DD's bday is coming up and we are having it at a bounce place. We invited 32 children. 20 from class and 12 personal friends. We were hoping the end count would be under 25 but I am getting classmates that are calling and requesting that the siblings be brought as well. What happens in these situations? My dh is going to flip when he finds out we might have to pay for the addtl siblings. I dont want to say no. I kinda feel like they should offer to pay for them when asking. Chat Icon

Posted 10/28/11 2:42 PM
 

drewsgirl
My loves

Member since 5/05

3221 total posts

Name:
Amanda

Re: Sibling invites

Maybe you can just tell them you are at the maximum amount of kids allowed at the paty place already, so you have to keep it to the list..hth

Posted 10/28/11 2:48 PM
 

Karen
Just chillin'!!

Member since 1/06

9690 total posts

Name:
Karen

Re: Sibling invites

If parents have to bring the siblings, they should be paying for the extra charge. Sorry, but at $15-20 extra a kid, you could easily tack on another $100-200 to a party and that's not fair to you guys.

Posted 10/28/11 2:51 PM
 

PrincessP
Big sister!!!!!!!!!!

Member since 12/05

17450 total posts

Name:

Re: Sibling invites

Posted by Karen

If parents have to bring the siblings, they should be paying for the extra charge. Sorry, but at $15-20 extra a kid, you could easily tack on another $100-200 to a party and that's not fair to you guys.

My feelings exactly!Chat Icon

Posted 10/28/11 3:11 PM
 

freewomen30
LIF Infant

Member since 10/11

181 total posts

Name:

Re: Sibling invites

Posted by drewsgirl

Maybe you can just tell them you are at the maximum amount of kids allowed at the paty place already, so you have to keep it to the list..hth




I agree. And you don't have to pay for the extra kids!

Posted 10/28/11 5:51 PM
 

luvmyReese
Hello Kitty

Member since 1/08

7542 total posts

Name:
Catt

Re: Sibling invites

Posted by PrincessP

Posted by Karen

If parents have to bring the siblings, they should be paying for the extra charge. Sorry, but at $15-20 extra a kid, you could easily tack on another $100-200 to a party and that's not fair to you guys.
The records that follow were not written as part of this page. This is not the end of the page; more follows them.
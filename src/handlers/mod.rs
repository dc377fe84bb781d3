pub mod imports;
pub mod orders;

use axum::{
    routing::{get, post, put},
    Router,
};
use serde::Serialize;

use crate::AppState;

/// Standard success envelope for JSON responses.
#[derive(Debug, Serialize)]
pub struct ApiResponse<T: Serialize> {
    pub success: bool,
    pub data: T,
}

impl<T: Serialize> ApiResponse<T> {
    pub fn new(data: T) -> Self {
        Self {
            success: true,
            data,
        }
    }
}

pub fn router() -> Router<AppState> {
    Router::new()
        .route("/orders", post(orders::create_order).get(orders::list_orders))
        .route("/orders/:id/status", put(orders::update_order_status))
        .route("/products/import", post(imports::import_products))
        .route("/health", get(health_check))
}

async fn health_check() -> axum::Json<serde_json::Value> {
    axum::Json(serde_json::json!({ "status": "ok" }))
}
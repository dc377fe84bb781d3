use crate::config::AppConfig;
use crate::migrator::Migrator;
use sea_orm::{ConnectOptions, Database, DatabaseConnection, DbErr};
use sea_orm_migration::MigratorTrait;
use std::time::Duration;
use tracing::{debug, info};

/// Type alias for a database connection pool
pub type DbPool = DatabaseConnection;

/// Configuration for database connections
#[derive(Debug, Clone)]
pub struct DbConfig {
    pub url: String,
    pub max_connections: u32,
    pub min_connections: u32,
    pub connect_timeout: Duration,
    pub idle_timeout: Duration,
    pub acquire_timeout: Duration,
}

impl Default for DbConfig {
    fn default() -> Self {
        Self {
            url: String::new(),
            max_connections: 10,
            min_connections: 1,
            connect_timeout: Duration::from_secs(30),
            idle_timeout: Duration::from_secs(600),
            acquire_timeout: Duration::from_secs(8),
        }
    }
}

/// Establishes a connection pool to the database.
pub async fn establish_connection(database_url: &str) -> Result<DbPool, DbErr> {
    let config = DbConfig {
        url: database_url.to_string(),
        ..Default::default()
    };

    establish_connection_with_config(&config).await
}

/// Establishes a connection pool with custom settings.
pub async fn establish_connection_with_config(config: &DbConfig) -> Result<DbPool, DbErr> {
    debug!("Configuring database connection with: {:?}", config);

    let mut opt = ConnectOptions::new(config.url.clone());
    opt.max_connections(config.max_connections)
        .min_connections(config.min_connections)
        .connect_timeout(config.connect_timeout)
        .acquire_timeout(config.acquire_timeout)
        .idle_timeout(config.idle_timeout)
        .sqlx_logging(false);

    info!(
        "Connecting to database with max_connections={}",
        config.max_connections
    );

    Database::connect(opt).await
}

/// Connects using the application configuration.
pub async fn establish_connection_from_app_config(cfg: &AppConfig) -> Result<DbPool, DbErr> {
    establish_connection(&cfg.database_url).await
}

/// Applies all pending migrations.
pub async fn run_migrations(db: &DbPool) -> Result<(), DbErr> {
    info!("Running database migrations");
    Migrator::up(db, None).await
}
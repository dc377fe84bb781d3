use chrono::{DateTime, Utc};
use sea_orm::entity::prelude::*;
use sea_orm::{ActiveValue, ActiveValue::Set, ConnectionTrait};
use serde::{Deserialize, Serialize};
use uuid::Uuid;

/// Order line item. `price` is the snapshot of the product price at order
/// time; later product price changes never affect it.
#[derive(Clone, Debug, PartialEq, Eq, DeriveEntityModel, Serialize, Deserialize)]
#[sea_orm(table_name = "order_items")]
pub struct Model {
    #[sea_orm(primary_key, auto_increment = false)]
    pub id: Uuid,
    pub order_id: Uuid,
    pub product_id: Uuid,
    pub quantity: i32,
    /// Snapshot unit price in the smallest currency unit
    pub price: i64,
    pub created_at: DateTime<Utc>,
}

#[derive(Copy, Clone, Debug, EnumIter, DeriveRelation)]
pub enum Relation {
    #[sea_orm(
        belongs_to = "super::order::Entity",
        from = "Column::OrderId",
        to = "super::order::Column::Id"
    )]
    Order,
    #[sea_orm(
        belongs_to = "super::product::Entity",
        from = "Column::ProductId",
        to = "super::product::Column::Id"
    )]
    Product,
}

impl Related<super::order::Entity> for Entity {
    fn to() -> RelationDef {
        Relation::Order.def()
    }
}

impl Related<super::product::Entity> for Entity {
    fn to() -> RelationDef {
        Relation::Product.def()
    }
}

#[async_trait::async_trait]
impl ActiveModelBehavior for ActiveModel {
    async fn before_save<C>(self, _db: &C, insert: bool) -> Result<Self, DbErr>
    where
        C: ConnectionTrait,
    {
        let mut active_model = self;

        if insert {
            if let ActiveValue::NotSet = active_model.created_at {
                active_model.created_at = Set(Utc::now());
            }
        }

        Ok(active_model)
    }
}
use axum::{
    extract::{Path, Query, State},
    http::StatusCode,
    Json,
};
use serde::Deserialize;
use std::str::FromStr;
use uuid::Uuid;

use crate::{
    auth::AuthSession,
    entities::order::OrderStatus,
    errors::ServiceError,
    handlers::ApiResponse,
    services::checkout::{CreateOrderInput, CreateOrderResponse},
    services::orders::{OrderFilters, OrderListResponse, DEFAULT_PAGE_SIZE},
    AppState,
};

pub async fn create_order(
    State(state): State<AppState>,
    session: AuthSession,
    Json(input): Json<CreateOrderInput>,
) -> Result<(StatusCode, Json<ApiResponse<CreateOrderResponse>>), ServiceError> {
    let response = state.services.checkout.create_order(&session, input).await?;
    Ok((StatusCode::CREATED, Json(ApiResponse::new(response))))
}

#[derive(Debug, Deserialize)]
pub struct UpdateOrderStatusRequest {
    pub status: String,
}

fn map_status_str(status: &str) -> Result<OrderStatus, ServiceError> {
    OrderStatus::from_str(status.trim()).map_err(|_| {
        ServiceError::InvalidInput(format!("Unknown order status: {}", status))
    })
}

pub async fn update_order_status(
    State(state): State<AppState>,
    session: AuthSession,
    Path(order_id): Path<Uuid>,
    Json(request): Json<UpdateOrderStatusRequest>,
) -> Result<Json<ApiResponse<serde_json::Value>>, ServiceError> {
    let new_status = map_status_str(&request.status)?;
    state
        .services
        .order_status
        .update_status(&session, order_id, new_status)
        .await?;
    Ok(Json(ApiResponse::new(serde_json::Value::Null)))
}

#[derive(Debug, Deserialize)]
pub struct ListOrdersQuery {
    #[serde(default = "default_page")]
    pub page: u64,
    #[serde(default = "default_per_page")]
    pub per_page: u64,
    pub status: Option<String>,
    pub search: Option<String>,
}

fn default_page() -> u64 {
    1
}

fn default_per_page() -> u64 {
    DEFAULT_PAGE_SIZE
}

pub async fn list_orders(
    State(state): State<AppState>,
    session: AuthSession,
    Query(query): Query<ListOrdersQuery>,
) -> Result<Json<ApiResponse<OrderListResponse>>, ServiceError> {
    let status = query.status.as_deref().map(map_status_str).transpose()?;
    let filters = OrderFilters {
        status,
        search: query.search,
    };

    let response = state
        .services
        .orders
        .get_orders(&session, query.page, query.per_page, filters)
        .await?;
    Ok(Json(ApiResponse::new(response)))
}

#[cfg(test)]
mod tests {
    use super::*;
    use assert_matches::assert_matches;

    #[test]
    fn status_mapping_is_case_insensitive() {
        assert_eq!(map_status_str("PAID").unwrap(), OrderStatus::Paid);
        assert_eq!(map_status_str("cancelled").unwrap(), OrderStatus::Cancelled);
        assert_eq!(map_status_str(" shipped ").unwrap(), OrderStatus::Shipped);
    }

    #[test]
    fn unknown_status_is_rejected() {
        assert_matches!(map_status_str("refunded"), Err(ServiceError::InvalidInput(_)));
    }
}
My feelings exactly!Chat Icon



this.
OR mention that the invited kids can be dropped off (unless you want parents to stay) this way siblings dont "have" to come.

Posted 10/28/11 5:53 PM
 

Bobfan24
LIF Infant

Member since 5/06

250 total posts

Name:

Re: Sibling invites

I agree with the PPs. It's a lot of money and not fair to you guys!

(At least the parents are asking! For DS' b-day party last year, two families brought an extra sibling and didn't even ask -- or offer to pay!)

Posted 10/28/11 6:39 PM
 

Melbernai
I am a lucky Momma!

Member since 7/05

15652 total posts

Name:
Melissa

Re: Sibling invites

I think this question has been brought up before in the few short months since I've been back on the boards...

And I can't believe that there are parents out there who are SO RUDE!

We've been having parties for Emily for the past 4 birthdays now and we've never had parents ask to bring a sibling!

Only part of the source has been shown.